John Z Black
Brunswick, ME • (207) 245-1010 • contact@johnzblack.com
It took exactly two weeks for CVE-2026-33825 (known as BlueHammer) to go from a leaked proof-of-concept to a confirmed zero-day on CISA’s “must-patch” list. That is a terrifyingly fast turnaround even by today’s standards.
The bug lives inside Windows Defender, which is an irony that shouldn’t be lost on anyone. It exploits a race condition called a TOCTOU (Time-of-Check to Time-of-Use) bug. Essentially, an attacker can trick Defender into using its high-level system privileges to touch the SAM database—the place where Windows hides your password hashes.
Instead of protecting you, Defender ends up handing over the keys to the castle. Once an attacker has those hashes, they can move laterally across your network like they own the place.

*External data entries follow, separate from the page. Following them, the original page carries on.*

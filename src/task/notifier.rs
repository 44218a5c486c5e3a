// src/task/notifier.rs

//! Child-side emitter of progress lines.

use std::io::{self, Write};
use std::time::Instant;

use sysinfo::{Pid, System};
use tracing::warn;

use crate::protocol::{self, Fields};

/// Writes one flushed protocol line per update.
///
/// Every line carries `count`, `current`, `duration`, `estimated`,
/// `memory_usage` and `memory_peak`; caller fields come first and never
/// override those.
pub struct Notifier {
    sink: Box<dyn Write + Send>,
    started: Instant,
    memory: MemoryProbe,
}

impl Notifier {
    pub fn new(sink: impl Write + Send + 'static) -> Self {
        Self {
            sink: Box::new(sink),
            started: Instant::now(),
            memory: MemoryProbe::current_process(),
        }
    }

    pub fn stdout() -> Self {
        Self::new(io::stdout())
    }

    /// Restart the clock used for `duration` and `estimated`.
    pub fn restart(&mut self) {
        self.started = Instant::now();
    }

    pub fn notify(&mut self, count: u64, current: u64, extra: Fields) {
        let line = self.compose(count, current, extra);
        if let Err(e) = writeln!(self.sink, "{line}").and_then(|_| self.sink.flush()) {
            warn!(error = %e, "failed to write progress line");
        }
    }

    /// Task without granular progress: `count:1;current:0`.
    pub fn notify_start(&mut self) {
        self.notify(1, 0, Fields::new());
    }

    /// Task without granular progress: `count:1;current:1`.
    pub fn notify_end(&mut self, extra: Fields) {
        self.notify(1, 1, extra);
    }

    fn compose(&mut self, count: u64, current: u64, extra: Fields) -> String {
        let elapsed = self.started.elapsed().as_secs_f64();
        let estimated = if current > 0 {
            elapsed / current as f64 * count as f64
        } else {
            0.0
        };
        let (usage, peak) = self.memory.sample();

        let mut fields = extra;
        fields.insert(protocol::COUNT.into(), count.to_string());
        fields.insert(protocol::CURRENT.into(), current.to_string());
        fields.insert(protocol::DURATION.into(), format!("{elapsed:.2}"));
        fields.insert(protocol::ESTIMATED.into(), format!("{estimated:.2}"));
        fields.insert(protocol::MEMORY_USAGE.into(), usage.to_string());
        fields.insert(protocol::MEMORY_PEAK.into(), peak.to_string());

        protocol::encode(&fields)
    }
}

/// Resident memory of the current process, with the highest value seen.
struct MemoryProbe {
    system: System,
    pid: Option<Pid>,
    peak: u64,
}

impl MemoryProbe {
    fn current_process() -> Self {
        Self {
            system: System::new(),
            pid: sysinfo::get_current_pid().ok(),
            peak: 0,
        }
    }

    fn sample(&mut self) -> (u64, u64) {
        let usage = match self.pid {
            Some(pid) if self.system.refresh_process(pid) => self
                .system
                .process(pid)
                .map(|p| p.memory())
                .unwrap_or(0),
            _ => 0,
        };
        self.peak = self.peak.max(usage);
        (usage, self.peak)
    }
}

#[cfg(test)]
pub(crate) mod capture {
    use std::io::{self, Write};
    use std::sync::{Arc, Mutex};

    /// Clonable in-memory sink for asserting on emitted lines.
    #[derive(Clone, Default)]
    pub struct Captured(Arc<Mutex<Vec<u8>>>);

    impl Captured {
        pub fn lines(&self) -> Vec<String> {
            let bytes = self.0.lock().unwrap();
            String::from_utf8_lossy(&bytes)
                .lines()
                .map(str::to_string)
                .collect()
        }
    }

    impl Write for Captured {
        fn write(&mut self, buf: &[u8]) -> io::Result<usize> {
            self.0.lock().unwrap().extend_from_slice(buf);
            Ok(buf.len())
        }

        fn flush(&mut self) -> io::Result<()> {
            Ok(())
        }
    }
}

The most uncomfortable part is that the exploit doesn’t involve breaking Defender; it involves using Defender. Security software needs deep system access to work, and this bug turns that requirement into an attack vector.
If you’re running Windows, you need to patch this yesterday. But don’t stop there. You need to check your logs for weird access to the SAM database and consider rotating your local credentials. A patch stops the leak, but it won’t invalidate the hashes if they’ve already been stolen.